We've been round and round with a lot of health issues. Brian got really sick when Anna Kate was two weeks old and was eventually out of work for a month pretty much drugged up and writhing in pain with the doctor's telling us that it was IBS and he should learn to live with it. It wasn't. He had a slow burning gallbladder infection and recovered from his three month ordeal rather quickly after its removal. A second downward spiral occurred about the time I got pregnant with Rose and continued to worsen until a couple of months after she was born. Fibromyalgia was the eventual diagnosis this time, and all of the "help" from medical doctors served to only make it worse. Those are very long stories, but the reason I shared was to explain one thing I learned. I didn't learn it then, but I understand it now. Trusting God.
I was overwhelmed. I didn't know what to do. Both times I had to research and go over medical files and find what the doctors wouldn't take the time to look for. Find answers. And take care of my family. And it was stressful. And someone would say, "trust God. He has a plan. He's going to work this together for your good." "Right," I'd think, "this is definitely looking like it's for my good." "I know what kind of good God does. He lets fathers become incapacitated. He lets mothers die. He lets children get cancer. But I know that He has done so much for me in purchasing my eternal salvation. I get that. And I'm grateful. But the trusting Him for stuff right now part? Way out of my grasp. I just don't get that. What am I supposed to trust Him for?"
Some people think that He's going to always do something good in your life if you just trust. A Joel Olsteen kind of good. Your "best life now" kind of good. And I knew that wasn't true. I'd seen friends lose their children. I'd seen unsaved loved ones die and go to hell. I'd read of Christians across the world being totured and killed. That obviously wasn't it. So what the heck was I supposed to be trusting him about?!

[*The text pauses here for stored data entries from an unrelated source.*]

//! The holiday calendar capability consumed by day-type strategies.
//!
//! Implementations answer "is this date a holiday?" for single dates and for batches. The
//! batched form is part of the engine's performance contract: an implementation backed by
//! per-year holiday data must resolve each distinct year's data once for the whole batch
//! rather than once per date. Fetching gazetted holiday data from the network and caching it
//! on disk is a concern for callers; the implementations here are pure and deterministic.
use chrono::{Datelike, NaiveDate, Weekday};
use std::collections::{BTreeSet, HashSet};

/// Answers holiday queries for single dates and date batches.
pub trait HolidayCalendar {
    /// Whether the given date is a holiday
    fn is_holiday(&self, date: NaiveDate) -> bool;

    /// Whether each of the given dates is a holiday.
    ///
    /// The default implementation loops over [`HolidayCalendar::is_holiday`]. Implementations
    /// whose holiday data is resolved per year should override this to resolve each distinct
    /// year once for the whole batch.
    fn is_holiday_batch(&self, dates: &[NaiveDate]) -> Vec<bool> {
        dates.iter().map(|&date| self.is_holiday(date)).collect()
    }

    /// Optional hook to resolve holiday data for the given years ahead of a batch of queries
    fn preload(&self, _years: &BTreeSet<i32>) {}
}

/// Gazetted solar-calendar holidays observed every year as (month, day)
const GAZETTED_SOLAR_HOLIDAYS: [(u32, u32); 5] = [(1, 1), (2, 28), (4, 4), (5, 1), (10, 10)];

/// The Taipower holiday calendar.
///
/// Every Sunday is a holiday, as are the fixed gazetted solar-calendar holidays (New Year's
/// Day, Peace Memorial Day, Tomb Sweeping Day, Labour Day and National Day). Movable
/// holidays (lunar-calendar festivals and government make-up days) vary per year and can be
/// supplied via [`TaiwanCalendar::with_holidays`] from whatever source the caller trusts.
#[derive(Debug, Default)]
pub struct TaiwanCalendar {
    extra_holidays: HashSet<NaiveDate>,
}

impl TaiwanCalendar {
    /// Create a calendar with only the fixed holiday rules
    pub fn new() -> Self {
        Self::default()
    }

    /// Create a calendar that additionally treats the given dates as holidays
    pub fn with_holidays<I>(holidays: I) -> Self
    where
        I: IntoIterator<Item = NaiveDate>,
    {
        Self {
            extra_holidays: holidays.into_iter().collect(),
        }
    }
}

impl HolidayCalendar for TaiwanCalendar {
    fn is_holiday(&self, date: NaiveDate) -> bool {
        date.weekday() == Weekday::Sun
            || GAZETTED_SOLAR_HOLIDAYS.contains(&(date.month(), date.day()))
            || self.extra_holidays.contains(&date)
    }

    fn is_holiday_batch(&self, dates: &[NaiveDate]) -> Vec<bool> {
        // All rules are in-memory, so a single pass is already batched
        dates.iter().map(|&date| self.is_holiday(date)).collect()
    }
}

/// Calendar based on explicit holidays and configurable weekend days.
///
/// Lets callers define non-Taipower day taxonomies, e.g. a site where Monday is the weekly
/// rest day.
#[derive(Debug, Default)]
pub struct CustomCalendar {
    holidays: HashSet<NaiveDate>,
    weekend_days: HashSet<Weekday>,
}

impl CustomCalendar {
    /// Create a calendar from explicit holidays and weekend weekdays
    pub fn new<H, W>(holidays: H, weekend_days: W) -> Self
    where
        H: IntoIterator<Item = NaiveDate>,
        W: IntoIterator<Item = Weekday>,
    {
        Self {
            holidays: holidays.into_iter().collect(),
            weekend_days: weekend_days.into_iter().collect(),
        }
    }
}

impl HolidayCalendar for CustomCalendar {
    fn is_holiday(&self, date: NaiveDate) -> bool {
        self.weekend_days.contains(&date.weekday()) || self.holidays.contains(&date)
    }

    fn is_holiday_batch(&self, dates: &[NaiveDate]) -> Vec<bool> {
        dates.iter().map(|&date| self.is_holiday(date)).collect()
    }
}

I thought of the situation in terms of a father and child. I trust my Daddy. He's a steelworker /preacher. He's big and he's strong. When you're with him, nothing is going to hurt you. In a normal crowd of men, he could take any one of them. And he would die for me. Without a second thought. He madeall of his decisions regarding me with an eye on my protection. Nothing was allowed to hurt me. No one would have that chance. I was not allowed to be anywhere he deemed unsafe, and no young man was ever allowed to break my heart. I was protected. (I might have said suffocated.) But this is someone you can trust. Then I would try to compare this to my heavenly Father. And the disconnect was unbelievable. If my Dad had it in his power to prevent me from being in an accident, he would. He would have saved my Pap. He would have fixed my husband's body. I was sure he would if he could. But God didn't. I don't remember this being so much a crisis of faith as an inability to do what good Christians do. I was willing, but had no idea how to trust God. I decided trusting God was about it all working out in eternity, and that's about as far as my understanding went.
I know that I still have a lot to learn, but now I see that trusting God is trusting Him to conform us to the image of His Son. That trusting God is believing that He does all things for His glory. That if I seek first the kingdom of God and His righteousness then that is all I will want. And that's what I'll get. And the pieces come together. That everything God does is good. No matter what. You can trust that. And it can change the way you live now, because you can know that everything is under his control and He has a reason. And that reason is His glory.
When someone asks Brian how he's doing (and he feels postiviely awful), he says, "Better than I deserve!" It's all about His glory. Anything we desire more than His glory is idolatry. If we seek His glory above all else, then it becomes easy to trust Him. And when you say "why me?" it will be a whisper of gratefulness that He would choose us to glorify Him and enjoy Him forever.
"But I trust in you, O LORD; I say, "You are my God."